Start of Block

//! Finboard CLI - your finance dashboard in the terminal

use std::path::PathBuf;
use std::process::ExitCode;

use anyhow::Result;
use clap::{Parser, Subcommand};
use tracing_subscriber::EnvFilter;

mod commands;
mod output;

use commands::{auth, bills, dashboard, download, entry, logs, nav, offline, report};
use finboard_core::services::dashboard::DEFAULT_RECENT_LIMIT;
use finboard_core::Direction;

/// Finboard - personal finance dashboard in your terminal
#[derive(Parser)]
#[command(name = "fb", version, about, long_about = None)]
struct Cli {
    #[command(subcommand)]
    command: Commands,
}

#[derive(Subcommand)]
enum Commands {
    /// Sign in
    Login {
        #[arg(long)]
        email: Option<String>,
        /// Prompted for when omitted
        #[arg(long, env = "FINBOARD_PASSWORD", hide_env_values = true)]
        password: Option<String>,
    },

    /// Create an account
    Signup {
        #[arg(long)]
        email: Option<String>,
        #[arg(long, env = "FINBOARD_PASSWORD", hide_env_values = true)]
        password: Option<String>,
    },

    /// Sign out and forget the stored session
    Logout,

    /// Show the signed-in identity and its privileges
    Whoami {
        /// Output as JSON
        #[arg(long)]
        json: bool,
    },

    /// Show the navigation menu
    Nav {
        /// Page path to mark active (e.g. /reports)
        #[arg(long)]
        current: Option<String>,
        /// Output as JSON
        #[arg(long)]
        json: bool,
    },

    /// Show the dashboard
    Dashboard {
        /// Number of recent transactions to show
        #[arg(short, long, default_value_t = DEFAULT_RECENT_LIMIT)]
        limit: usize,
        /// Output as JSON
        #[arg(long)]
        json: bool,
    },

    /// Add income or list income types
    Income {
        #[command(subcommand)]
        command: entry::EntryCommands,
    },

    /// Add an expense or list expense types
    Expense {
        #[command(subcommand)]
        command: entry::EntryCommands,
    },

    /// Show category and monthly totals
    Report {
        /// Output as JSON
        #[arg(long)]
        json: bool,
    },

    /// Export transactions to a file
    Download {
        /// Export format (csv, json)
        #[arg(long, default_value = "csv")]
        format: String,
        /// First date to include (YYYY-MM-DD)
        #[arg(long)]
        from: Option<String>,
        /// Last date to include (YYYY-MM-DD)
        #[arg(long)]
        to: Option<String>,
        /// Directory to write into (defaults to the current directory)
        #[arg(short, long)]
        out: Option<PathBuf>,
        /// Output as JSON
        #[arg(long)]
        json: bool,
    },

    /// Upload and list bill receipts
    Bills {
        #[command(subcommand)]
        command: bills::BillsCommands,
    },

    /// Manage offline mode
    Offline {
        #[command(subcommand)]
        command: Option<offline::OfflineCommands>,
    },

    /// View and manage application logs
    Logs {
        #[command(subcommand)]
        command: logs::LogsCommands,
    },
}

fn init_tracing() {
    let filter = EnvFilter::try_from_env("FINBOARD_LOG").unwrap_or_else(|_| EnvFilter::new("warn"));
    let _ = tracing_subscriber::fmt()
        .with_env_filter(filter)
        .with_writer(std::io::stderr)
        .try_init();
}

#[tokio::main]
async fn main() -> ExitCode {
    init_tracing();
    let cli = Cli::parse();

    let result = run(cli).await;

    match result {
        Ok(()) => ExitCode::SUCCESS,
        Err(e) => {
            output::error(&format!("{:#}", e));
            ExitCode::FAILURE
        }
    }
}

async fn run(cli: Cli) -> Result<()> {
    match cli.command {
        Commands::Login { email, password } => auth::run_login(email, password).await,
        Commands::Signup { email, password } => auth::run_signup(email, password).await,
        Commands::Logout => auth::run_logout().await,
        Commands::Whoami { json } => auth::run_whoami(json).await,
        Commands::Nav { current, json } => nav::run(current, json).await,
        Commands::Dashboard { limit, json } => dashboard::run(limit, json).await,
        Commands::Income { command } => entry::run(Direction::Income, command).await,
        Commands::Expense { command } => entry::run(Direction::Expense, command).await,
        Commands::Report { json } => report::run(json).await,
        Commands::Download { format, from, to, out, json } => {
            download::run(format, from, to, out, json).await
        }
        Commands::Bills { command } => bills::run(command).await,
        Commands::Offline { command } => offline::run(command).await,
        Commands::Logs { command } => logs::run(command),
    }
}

End of Block
Start of Block

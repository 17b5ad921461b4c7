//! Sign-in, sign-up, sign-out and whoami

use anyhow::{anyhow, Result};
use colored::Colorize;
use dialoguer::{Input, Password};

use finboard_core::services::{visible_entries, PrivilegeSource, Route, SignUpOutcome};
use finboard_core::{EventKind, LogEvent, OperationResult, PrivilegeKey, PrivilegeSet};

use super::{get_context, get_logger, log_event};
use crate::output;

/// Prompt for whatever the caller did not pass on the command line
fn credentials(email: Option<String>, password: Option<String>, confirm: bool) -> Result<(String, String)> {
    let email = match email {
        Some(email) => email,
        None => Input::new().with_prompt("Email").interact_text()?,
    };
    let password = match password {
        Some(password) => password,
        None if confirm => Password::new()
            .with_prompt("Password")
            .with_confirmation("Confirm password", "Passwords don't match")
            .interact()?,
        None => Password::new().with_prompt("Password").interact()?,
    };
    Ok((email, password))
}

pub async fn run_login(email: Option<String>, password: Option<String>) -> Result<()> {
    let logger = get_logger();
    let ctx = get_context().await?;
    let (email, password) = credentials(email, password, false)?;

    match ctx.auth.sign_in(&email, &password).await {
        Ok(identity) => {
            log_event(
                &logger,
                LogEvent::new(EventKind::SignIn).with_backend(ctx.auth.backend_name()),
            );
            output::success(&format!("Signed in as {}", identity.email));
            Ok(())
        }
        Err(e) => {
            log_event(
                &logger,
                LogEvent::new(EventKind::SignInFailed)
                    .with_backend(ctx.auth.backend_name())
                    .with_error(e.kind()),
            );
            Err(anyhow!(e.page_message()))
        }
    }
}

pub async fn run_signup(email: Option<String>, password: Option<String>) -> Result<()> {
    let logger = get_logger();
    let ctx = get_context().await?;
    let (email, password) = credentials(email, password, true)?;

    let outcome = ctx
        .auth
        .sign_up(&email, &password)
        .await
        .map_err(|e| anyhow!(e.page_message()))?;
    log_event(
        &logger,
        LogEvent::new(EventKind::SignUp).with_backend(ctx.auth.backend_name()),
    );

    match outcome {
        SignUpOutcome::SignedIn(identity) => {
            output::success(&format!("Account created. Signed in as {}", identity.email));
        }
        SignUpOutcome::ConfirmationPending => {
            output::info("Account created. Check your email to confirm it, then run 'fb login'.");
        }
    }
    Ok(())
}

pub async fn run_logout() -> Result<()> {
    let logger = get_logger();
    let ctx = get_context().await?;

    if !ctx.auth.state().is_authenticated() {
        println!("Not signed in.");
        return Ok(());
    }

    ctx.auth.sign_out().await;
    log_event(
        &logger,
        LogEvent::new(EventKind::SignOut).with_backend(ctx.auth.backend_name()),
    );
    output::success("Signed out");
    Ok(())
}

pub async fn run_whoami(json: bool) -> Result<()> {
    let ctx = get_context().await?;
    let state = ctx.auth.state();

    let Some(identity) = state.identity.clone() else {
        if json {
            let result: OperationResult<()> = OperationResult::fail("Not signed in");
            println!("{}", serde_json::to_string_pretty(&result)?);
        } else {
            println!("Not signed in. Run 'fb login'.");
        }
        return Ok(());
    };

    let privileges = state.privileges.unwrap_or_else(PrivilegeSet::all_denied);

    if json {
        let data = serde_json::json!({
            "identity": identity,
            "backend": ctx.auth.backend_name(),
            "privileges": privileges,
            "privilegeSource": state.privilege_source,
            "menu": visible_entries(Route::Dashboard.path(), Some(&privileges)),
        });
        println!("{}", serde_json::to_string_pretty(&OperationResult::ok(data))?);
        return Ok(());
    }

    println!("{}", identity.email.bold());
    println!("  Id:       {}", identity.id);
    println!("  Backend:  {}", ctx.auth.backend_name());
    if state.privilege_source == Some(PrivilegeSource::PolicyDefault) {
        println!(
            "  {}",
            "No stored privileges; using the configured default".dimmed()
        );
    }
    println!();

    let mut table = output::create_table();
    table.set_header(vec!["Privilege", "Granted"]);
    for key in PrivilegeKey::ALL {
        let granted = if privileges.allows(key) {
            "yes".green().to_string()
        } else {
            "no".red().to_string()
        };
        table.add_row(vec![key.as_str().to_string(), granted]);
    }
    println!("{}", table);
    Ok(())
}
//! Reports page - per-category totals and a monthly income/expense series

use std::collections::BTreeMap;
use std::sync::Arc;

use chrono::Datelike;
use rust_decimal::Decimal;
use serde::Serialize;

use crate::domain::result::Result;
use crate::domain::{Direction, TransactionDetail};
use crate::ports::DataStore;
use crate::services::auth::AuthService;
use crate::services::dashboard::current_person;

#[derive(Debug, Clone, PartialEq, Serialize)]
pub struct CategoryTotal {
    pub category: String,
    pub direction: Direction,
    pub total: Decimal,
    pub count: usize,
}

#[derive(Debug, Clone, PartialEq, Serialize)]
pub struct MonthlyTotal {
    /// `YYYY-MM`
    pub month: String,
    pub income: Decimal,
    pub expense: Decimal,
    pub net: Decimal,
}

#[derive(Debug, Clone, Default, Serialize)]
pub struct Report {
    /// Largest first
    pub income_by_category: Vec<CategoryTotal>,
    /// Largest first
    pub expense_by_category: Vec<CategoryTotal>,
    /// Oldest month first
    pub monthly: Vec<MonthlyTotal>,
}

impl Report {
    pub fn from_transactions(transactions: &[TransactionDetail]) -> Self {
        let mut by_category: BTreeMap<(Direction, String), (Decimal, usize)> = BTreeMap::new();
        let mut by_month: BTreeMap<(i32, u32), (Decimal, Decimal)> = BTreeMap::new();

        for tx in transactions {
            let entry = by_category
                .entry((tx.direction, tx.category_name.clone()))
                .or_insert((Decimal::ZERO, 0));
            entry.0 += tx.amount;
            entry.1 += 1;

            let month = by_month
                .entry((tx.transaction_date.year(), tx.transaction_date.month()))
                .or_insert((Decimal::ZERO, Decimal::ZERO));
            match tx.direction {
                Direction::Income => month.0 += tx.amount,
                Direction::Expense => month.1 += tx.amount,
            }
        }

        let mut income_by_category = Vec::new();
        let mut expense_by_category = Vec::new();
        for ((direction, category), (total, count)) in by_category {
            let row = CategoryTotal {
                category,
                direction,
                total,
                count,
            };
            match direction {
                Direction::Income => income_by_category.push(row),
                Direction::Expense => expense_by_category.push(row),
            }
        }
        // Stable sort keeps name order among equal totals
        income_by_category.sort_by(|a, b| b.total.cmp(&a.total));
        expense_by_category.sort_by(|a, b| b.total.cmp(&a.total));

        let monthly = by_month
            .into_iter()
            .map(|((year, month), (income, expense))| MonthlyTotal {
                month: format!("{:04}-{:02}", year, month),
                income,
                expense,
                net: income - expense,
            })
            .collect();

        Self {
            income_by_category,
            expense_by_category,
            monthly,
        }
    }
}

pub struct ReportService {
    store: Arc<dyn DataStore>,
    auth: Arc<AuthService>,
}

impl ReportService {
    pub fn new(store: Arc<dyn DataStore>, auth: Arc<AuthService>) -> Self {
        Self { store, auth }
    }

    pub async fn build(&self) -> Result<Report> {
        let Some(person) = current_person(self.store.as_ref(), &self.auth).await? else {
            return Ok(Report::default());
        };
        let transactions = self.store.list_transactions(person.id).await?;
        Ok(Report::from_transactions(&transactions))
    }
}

End of Block
Start of Block

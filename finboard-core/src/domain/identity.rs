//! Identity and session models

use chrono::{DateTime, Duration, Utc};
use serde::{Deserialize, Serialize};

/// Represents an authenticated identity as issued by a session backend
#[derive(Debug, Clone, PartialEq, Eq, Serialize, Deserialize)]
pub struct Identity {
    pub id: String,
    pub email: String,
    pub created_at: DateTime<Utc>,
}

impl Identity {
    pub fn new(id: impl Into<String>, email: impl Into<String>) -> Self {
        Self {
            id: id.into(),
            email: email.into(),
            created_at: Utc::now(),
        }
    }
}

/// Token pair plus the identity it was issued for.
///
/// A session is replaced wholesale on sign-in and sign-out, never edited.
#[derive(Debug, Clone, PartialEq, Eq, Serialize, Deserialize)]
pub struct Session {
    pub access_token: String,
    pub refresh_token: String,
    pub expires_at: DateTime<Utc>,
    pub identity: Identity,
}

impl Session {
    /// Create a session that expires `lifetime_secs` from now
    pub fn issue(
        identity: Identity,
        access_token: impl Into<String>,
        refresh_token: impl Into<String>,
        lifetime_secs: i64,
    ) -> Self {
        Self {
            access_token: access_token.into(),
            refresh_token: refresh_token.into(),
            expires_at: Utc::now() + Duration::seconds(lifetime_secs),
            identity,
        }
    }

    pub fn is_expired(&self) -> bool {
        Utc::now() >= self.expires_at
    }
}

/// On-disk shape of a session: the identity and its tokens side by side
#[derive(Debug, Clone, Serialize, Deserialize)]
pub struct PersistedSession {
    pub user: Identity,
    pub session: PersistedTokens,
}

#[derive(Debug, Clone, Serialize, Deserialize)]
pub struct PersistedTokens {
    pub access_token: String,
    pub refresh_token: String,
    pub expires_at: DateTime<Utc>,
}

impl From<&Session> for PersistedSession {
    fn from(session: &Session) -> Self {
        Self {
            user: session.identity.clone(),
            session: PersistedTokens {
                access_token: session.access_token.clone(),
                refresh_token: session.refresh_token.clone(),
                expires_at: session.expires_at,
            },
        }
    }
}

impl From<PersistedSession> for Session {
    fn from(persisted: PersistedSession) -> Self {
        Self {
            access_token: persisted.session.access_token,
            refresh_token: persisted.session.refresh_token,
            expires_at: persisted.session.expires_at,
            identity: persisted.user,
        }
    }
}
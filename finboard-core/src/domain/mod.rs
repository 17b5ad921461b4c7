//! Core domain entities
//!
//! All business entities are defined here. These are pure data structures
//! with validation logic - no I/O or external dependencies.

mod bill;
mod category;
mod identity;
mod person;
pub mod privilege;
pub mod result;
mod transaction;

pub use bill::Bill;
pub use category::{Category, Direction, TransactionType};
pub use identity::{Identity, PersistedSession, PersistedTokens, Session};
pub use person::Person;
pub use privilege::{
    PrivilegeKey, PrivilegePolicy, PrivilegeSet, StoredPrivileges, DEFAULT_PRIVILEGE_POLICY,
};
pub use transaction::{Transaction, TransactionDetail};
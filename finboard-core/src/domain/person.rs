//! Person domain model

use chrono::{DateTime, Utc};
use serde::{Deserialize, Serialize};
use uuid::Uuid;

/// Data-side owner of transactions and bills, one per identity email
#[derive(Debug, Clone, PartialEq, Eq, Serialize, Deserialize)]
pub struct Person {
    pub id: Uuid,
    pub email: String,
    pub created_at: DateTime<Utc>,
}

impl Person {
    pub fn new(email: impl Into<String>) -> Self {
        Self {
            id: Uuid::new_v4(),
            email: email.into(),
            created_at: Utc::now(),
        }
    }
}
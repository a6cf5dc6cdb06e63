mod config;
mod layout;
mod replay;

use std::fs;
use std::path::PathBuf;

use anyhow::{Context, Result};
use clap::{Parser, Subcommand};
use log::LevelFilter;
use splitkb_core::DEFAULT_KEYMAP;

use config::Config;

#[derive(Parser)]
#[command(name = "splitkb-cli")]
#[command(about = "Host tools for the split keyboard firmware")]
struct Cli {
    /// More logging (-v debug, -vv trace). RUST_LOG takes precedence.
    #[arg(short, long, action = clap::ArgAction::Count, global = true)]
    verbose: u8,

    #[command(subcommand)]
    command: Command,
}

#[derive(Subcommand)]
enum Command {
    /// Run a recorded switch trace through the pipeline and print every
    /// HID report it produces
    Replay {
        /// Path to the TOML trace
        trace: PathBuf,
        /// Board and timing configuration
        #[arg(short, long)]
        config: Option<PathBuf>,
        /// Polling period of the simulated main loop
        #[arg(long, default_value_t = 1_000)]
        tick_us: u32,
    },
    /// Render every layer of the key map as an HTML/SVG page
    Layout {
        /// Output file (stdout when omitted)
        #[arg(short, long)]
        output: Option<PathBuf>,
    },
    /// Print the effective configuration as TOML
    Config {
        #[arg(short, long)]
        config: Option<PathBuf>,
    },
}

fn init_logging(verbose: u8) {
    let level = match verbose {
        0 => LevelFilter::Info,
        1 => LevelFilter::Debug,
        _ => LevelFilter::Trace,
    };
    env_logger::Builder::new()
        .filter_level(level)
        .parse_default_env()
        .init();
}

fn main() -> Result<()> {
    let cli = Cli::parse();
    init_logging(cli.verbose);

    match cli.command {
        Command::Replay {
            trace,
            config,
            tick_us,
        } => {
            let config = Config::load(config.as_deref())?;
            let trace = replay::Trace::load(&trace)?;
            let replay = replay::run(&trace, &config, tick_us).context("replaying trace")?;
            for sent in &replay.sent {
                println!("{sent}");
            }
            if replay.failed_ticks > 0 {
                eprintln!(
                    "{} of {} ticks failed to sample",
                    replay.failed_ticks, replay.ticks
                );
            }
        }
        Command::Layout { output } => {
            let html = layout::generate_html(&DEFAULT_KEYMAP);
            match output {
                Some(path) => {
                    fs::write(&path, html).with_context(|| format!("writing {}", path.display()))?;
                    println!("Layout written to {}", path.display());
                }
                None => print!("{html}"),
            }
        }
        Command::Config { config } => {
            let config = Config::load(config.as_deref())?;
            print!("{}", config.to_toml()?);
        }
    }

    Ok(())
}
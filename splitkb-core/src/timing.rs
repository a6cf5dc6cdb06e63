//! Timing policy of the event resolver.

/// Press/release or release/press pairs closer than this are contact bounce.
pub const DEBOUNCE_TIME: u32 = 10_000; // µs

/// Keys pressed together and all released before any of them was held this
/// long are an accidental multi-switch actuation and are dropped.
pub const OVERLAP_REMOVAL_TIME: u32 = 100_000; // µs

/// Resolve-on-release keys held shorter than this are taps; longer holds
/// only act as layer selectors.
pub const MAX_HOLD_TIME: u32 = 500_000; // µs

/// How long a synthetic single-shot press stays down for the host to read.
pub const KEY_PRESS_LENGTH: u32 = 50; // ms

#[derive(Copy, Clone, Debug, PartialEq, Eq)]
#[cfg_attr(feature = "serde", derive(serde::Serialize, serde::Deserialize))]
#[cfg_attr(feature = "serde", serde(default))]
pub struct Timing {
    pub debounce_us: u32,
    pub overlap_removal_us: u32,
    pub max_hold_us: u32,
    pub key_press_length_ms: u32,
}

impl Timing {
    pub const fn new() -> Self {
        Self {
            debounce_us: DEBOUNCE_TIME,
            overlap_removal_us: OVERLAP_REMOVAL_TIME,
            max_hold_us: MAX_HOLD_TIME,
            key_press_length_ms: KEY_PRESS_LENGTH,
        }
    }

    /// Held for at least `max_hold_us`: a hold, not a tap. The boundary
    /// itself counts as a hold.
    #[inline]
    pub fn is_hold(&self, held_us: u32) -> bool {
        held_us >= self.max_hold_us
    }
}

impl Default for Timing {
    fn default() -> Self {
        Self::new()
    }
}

End of Block

An exact, complete copy of the lines above from the one with "in the terminal" through the one with "use finboard_core::Direction;" is the whole answer.

//! Finboard CLI - your finance dashboard in the terminal

use std::path::PathBuf;
use std::process::ExitCode;

use anyhow::Result;
use clap::{Parser, Subcommand};
use tracing_subscriber::EnvFilter;

mod commands;
mod output;

use commands::{auth, bills, dashboard, download, entry, logs, nav, offline, report};
use finboard_core::services::dashboard::DEFAULT_RECENT_LIMIT;
use finboard_core::Direction;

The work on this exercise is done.